Items from a dataset
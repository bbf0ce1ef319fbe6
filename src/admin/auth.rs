use axum::{
    body::Body,
    extract::State,
    http::{header::AUTHORIZATION, Request, StatusCode},
    middleware::Next,
    response::Response,
};

use crate::admin::AdminState;

pub async fn admin_auth_middleware(
    State(state): State<AdminState>,
    request: Request<Body>,
    next: Next,
) -> Result<Response, StatusCode> {
    let token = request
        .headers()
        .get(AUTHORIZATION)
        .and_then(|h| h.to_str().ok())
        .and_then(|value| value.strip_prefix("Bearer "));

    match token {
        Some(token) if !state.api_key.is_empty() && token == &*state.api_key => {
            Ok(next.run(request).await)
        }
        _ => {
            tracing::warn!(path = %request.uri().path(), "Rejected admin request");
            Err(StatusCode::UNAUTHORIZED)
        }
    }
}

(To do)
Reproduce all the records shown above, unchanged.

(Answer space)
repository bbf0ce1ef319fbe6
filename src/admin/auth.rs
use axum::{
    body::Body,
    extract::State,
    http::{header::AUTHORIZATION, Request, StatusCode},
    middleware::Next,
    response::Response,
};

use crate::admin::AdminState;

pub async fn admin_auth_middleware(
    State(state): State<AdminState>,
    request: Request<Body>,
    next: Next,
) -> Result<Response, StatusCode> {
    let token = request
        .headers()
        .get(AUTHORIZATION)
        .and_then(|h| h.to_str().ok())
        .and_then(|value| value.strip_prefix("Bearer "));

    match token {
        Some(token) if !state.api_key.is_empty() && token == &*state.api_key => {
            Ok(next.run(request).await)
        }
        _ => {
            tracing::warn!(path = %request.uri().path(), "Rejected admin request");
            Err(StatusCode::UNAUTHORIZED)
        }
    }
}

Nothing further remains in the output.